What this task involves:
Please repeat the lines below, exactly and only, from the one that holds "fmt::Debug::fmt(&self.fixed, f)" through the one that holds "type Offset = ZoneOffset;".
** Data for this exercise follows **
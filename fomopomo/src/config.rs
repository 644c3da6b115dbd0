//! Timer configuration.
//!
//! ```toml
//! tick-interval-ms = 200
//! reset-hour = 5
//! publish-unchanged = false
//! ```

use std::time::Duration;

use serde::Deserialize;
use tracing::debug;

use crate::day::{DayBoundary, RESET_HOUR};
use crate::error::ConfigError;

const DEFAULT_TICK_INTERVAL_MS: u64 = 200;

#[derive(Debug, Clone, Copy, PartialEq, Eq, Deserialize)]
#[serde(default, rename_all = "kebab-case", deny_unknown_fields)]
pub struct TimerConfig {
    /// How often the ticker re-samples the tracker for display.
    pub tick_interval_ms: u64,
    /// Local hour at which a new logical day begins.
    pub reset_hour: u32,
    /// Push every sample to the display, not only changed values.
    pub publish_unchanged: bool,
}

impl Default for TimerConfig {
    fn default() -> Self {
        Self {
            tick_interval_ms: DEFAULT_TICK_INTERVAL_MS,
            reset_hour: RESET_HOUR,
            publish_unchanged: false,
        }
    }
}

impl TimerConfig {
    pub fn builder() -> Builder {
        Builder::new()
    }

    /// Parses and validates a TOML document. Missing keys take defaults.
    pub fn from_toml_str(contents: &str) -> Result<Self, ConfigError> {
        let config: TimerConfig = toml::from_str(contents)?;
        config.validate()?;
        debug!(?config, "loaded timer config");
        Ok(config)
    }

    pub fn validate(&self) -> Result<(), ConfigError> {
        if self.tick_interval_ms == 0 {
            return Err(ConfigError::ZeroTickInterval);
        }
        DayBoundary::with_reset_hour(self.reset_hour)?;
        Ok(())
    }

    pub fn tick_interval(&self) -> Duration {
        Duration::from_millis(self.tick_interval_ms)
    }

    pub fn day_boundary(&self) -> Result<DayBoundary, ConfigError> {
        DayBoundary::with_reset_hour(self.reset_hour)
    }
}

/// Builds a validated [`TimerConfig`].
#[derive(Debug, Default)]
pub struct Builder {
    config: TimerConfig,
}

impl Builder {
    pub fn new() -> Builder {
        Builder::default()
    }

    pub fn tick_interval(&mut self, interval: Duration) -> &mut Self {
        self.config.tick_interval_ms = u64::try_from(interval.as_millis()).unwrap_or(u64::MAX);
        self
    }

    pub fn reset_hour(&mut self, hour: u32) -> &mut Self {
        self.config.reset_hour = hour;
        self
    }

    pub fn publish_unchanged(&mut self, enabled: bool) -> &mut Self {
        self.config.publish_unchanged = enabled;
        self
    }

    pub fn build(&self) -> Result<TimerConfig, ConfigError> {
        self.config.validate()?;
        Ok(self.config)
    }
}
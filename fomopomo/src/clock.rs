//! Source of wall-clock time.
//!
//! By default, [`SystemClock`] is used, which reads `Utc::now()`. When the
//! `test-util` feature flag is enabled, [`ManualClock`] provides a clock whose
//! value only changes when a test tells it to.

use std::sync::Arc;

use chrono::{DateTime, Utc};

/// A source of the current wall-clock instant.
///
/// Both the tracker and any caller computing logical days take one of these
/// so that tests can pin time down.
pub trait Clock: Send + Sync {
    /// Returns the current instant.
    fn now(&self) -> DateTime<Utc>;
}

impl<C: Clock + ?Sized> Clock for Arc<C> {
    fn now(&self) -> DateTime<Utc> {
        (**self).now()
    }
}

impl<C: Clock + ?Sized> Clock for &C {
    fn now(&self) -> DateTime<Utc> {
        (**self).now()
    }
}

/// The host's real-time clock.
#[derive(Debug, Default, Clone, Copy)]
pub struct SystemClock;

impl Clock for SystemClock {
    fn now(&self) -> DateTime<Utc> {
        Utc::now()
    }
}

cfg_test_util! {
    use std::time::Duration;

    use chrono::TimeDelta;
    use parking_lot::Mutex;

    /// A handle to a clock that only moves when told to.
    ///
    /// Clones share the same underlying instant, so a test can keep one
    /// handle while the tracker owns another.
    #[derive(Debug, Clone)]
    pub struct ManualClock {
        inner: Arc<Mutex<Inner>>,
    }

    #[derive(Debug)]
    struct Inner {
        now: DateTime<Utc>,
    }

    impl ManualClock {
        /// Returns a clock frozen at `start`.
        pub fn new(start: DateTime<Utc>) -> ManualClock {
            ManualClock {
                inner: Arc::new(Mutex::new(Inner { now: start })),
            }
        }

        /// Moves the clock forward by `duration`.
        ///
        /// # Panics
        ///
        /// Panics if the resulting instant is out of range.
        pub fn advance(&self, duration: Duration) {
            let delta = to_delta(duration);
            let mut inner = self.inner.lock();
            inner.now = inner
                .now
                .checked_add_signed(delta)
                .expect("manual clock advanced out of range");
        }

        /// Moves the clock backward by `duration`, the way a host clock
        /// adjustment would.
        ///
        /// # Panics
        ///
        /// Panics if the resulting instant is out of range.
        pub fn rewind(&self, duration: Duration) {
            let delta = to_delta(duration);
            let mut inner = self.inner.lock();
            inner.now = inner
                .now
                .checked_sub_signed(delta)
                .expect("manual clock rewound out of range");
        }

        /// Jumps the clock to `instant`.
        pub fn set(&self, instant: DateTime<Utc>) {
            self.inner.lock().now = instant;
        }
    }

    impl Clock for ManualClock {
        fn now(&self) -> DateTime<Utc> {
            self.inner.lock().now
        }
    }

    fn to_delta(duration: Duration) -> TimeDelta {
        TimeDelta::from_std(duration).expect("duration out of range for a manual clock")
    }
}
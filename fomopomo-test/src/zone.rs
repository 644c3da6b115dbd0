//! A minimal daylight-saving time zone.
//!
//! Real zones need a database; logical-day tests only need one transition
//! near the date under test, so [`SingleTransitionZone`] switches from one
//! fixed offset to another at a single UTC instant.

use std::fmt;

use chrono::{FixedOffset, LocalResult, NaiveDate, NaiveDateTime, Offset, TimeZone};

#[derive(Debug, Clone, Copy, PartialEq, Eq)]
pub struct SingleTransitionZone {
    transition: NaiveDateTime,
    before: FixedOffset,
    after: FixedOffset,
}

impl SingleTransitionZone {
    /// A zone using `before` until the UTC instant `transition`, and `after`
    /// from then on.
    pub fn new(transition: NaiveDateTime, before: FixedOffset, after: FixedOffset) -> Self {
        Self {
            transition,
            before,
            after,
        }
    }

    fn offset_at(&self, utc: &NaiveDateTime) -> ZoneOffset {
        let fixed = if *utc < self.transition {
            self.before
        } else {
            self.after
        };
        ZoneOffset { zone: *self, fixed }
    }
}

/// US Eastern time around the 2024 spring-forward: clocks jump from
/// 02:00 EST to 03:00 EDT on 2024-03-10.
pub fn us_eastern_spring_2024() -> SingleTransitionZone {
    let transition = NaiveDate::from_ymd_opt(2024, 3, 10)
        .and_then(|date| date.and_hms_opt(7, 0, 0))
        .expect("valid transition instant");
    let hours = |h: i32| FixedOffset::west_opt(h * 3600).expect("valid offset");
    SingleTransitionZone::new(transition, hours(5), hours(4))
}

/// US Eastern time around the 2024 fall-back: clocks repeat 01:00 to 02:00
/// on 2024-11-03.
pub fn us_eastern_fall_2024() -> SingleTransitionZone {
    let transition = NaiveDate::from_ymd_opt(2024, 11, 3)
        .and_then(|date| date.and_hms_opt(6, 0, 0))
        .expect("valid transition instant");
    let hours = |h: i32| FixedOffset::west_opt(h * 3600).expect("valid offset");
    SingleTransitionZone::new(transition, hours(4), hours(5))
}

/// The offset of a [`SingleTransitionZone`], carrying its zone so
/// `DateTime::timezone` can recover it.
#[derive(Clone, Copy, PartialEq, Eq)]
pub struct ZoneOffset {
    zone: SingleTransitionZone,
    fixed: FixedOffset,
}

impl fmt::Debug for ZoneOffset {
    fn fmt(&self, f: &mut fmt::Formatter<'_>) -> fmt::Result {
        fmt::Debug::fmt(&self.fixed, f)
    }
}

impl fmt::Display for ZoneOffset {
    fn fmt(&self, f: &mut fmt::Formatter<'_>) -> fmt::Result {
        fmt::Display::fmt(&self.fixed, f)
    }
}

impl Offset for ZoneOffset {
    fn fix(&self) -> FixedOffset {
        self.fixed
    }
}

impl TimeZone for SingleTransitionZone {
    type Offset = ZoneOffset;

    fn from_offset(offset: &ZoneOffset) -> Self {
        offset.zone
    }

    fn offset_from_local_date(&self, local: &NaiveDate) -> LocalResult<ZoneOffset> {
        self.offset_from_local_datetime(&local.and_time(Default::default()))
    }

    fn offset_from_local_datetime(&self, local: &NaiveDateTime) -> LocalResult<ZoneOffset> {
        let candidates: Vec<ZoneOffset> = [self.before, self.after]
            .into_iter()
            .map(|fixed| ZoneOffset { zone: *self, fixed })
            .filter(|offset| self.offset_at(&(*local - offset.fixed)) == *offset)
            .collect();

        match candidates.as_slice() {
            [] => LocalResult::None,
            [only] => LocalResult::Single(*only),
            [first, second, ..] if first == second => LocalResult::Single(*first),
            [first, second, ..] => {
                // earlier instant first
                if first.fixed.local_minus_utc() > second.fixed.local_minus_utc() {
                    LocalResult::Ambiguous(*first, *second)
                } else {
                    LocalResult::Ambiguous(*second, *first)
                }
            }
        }
    }

    fn offset_from_utc_date(&self, utc: &NaiveDate) -> ZoneOffset {
        self.offset_at(&utc.and_time(Default::default()))
    }

    fn offset_from_utc_datetime(&self, utc: &NaiveDateTime) -> ZoneOffset {
        self.offset_at(utc)
    }
}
** End of Data for this exercise **
The completed task:
        fmt::Debug::fmt(&self.fixed, f)
    }
}

impl fmt::Display for ZoneOffset {
    fn fmt(&self, f: &mut fmt::Formatter<'_>) -> fmt::Result {
        fmt::Display::fmt(&self.fixed, f)
    }
}

impl Offset for ZoneOffset {
    fn fix(&self) -> FixedOffset {
        self.fixed
    }
}

impl TimeZone for SingleTransitionZone {
    type Offset = ZoneOffset;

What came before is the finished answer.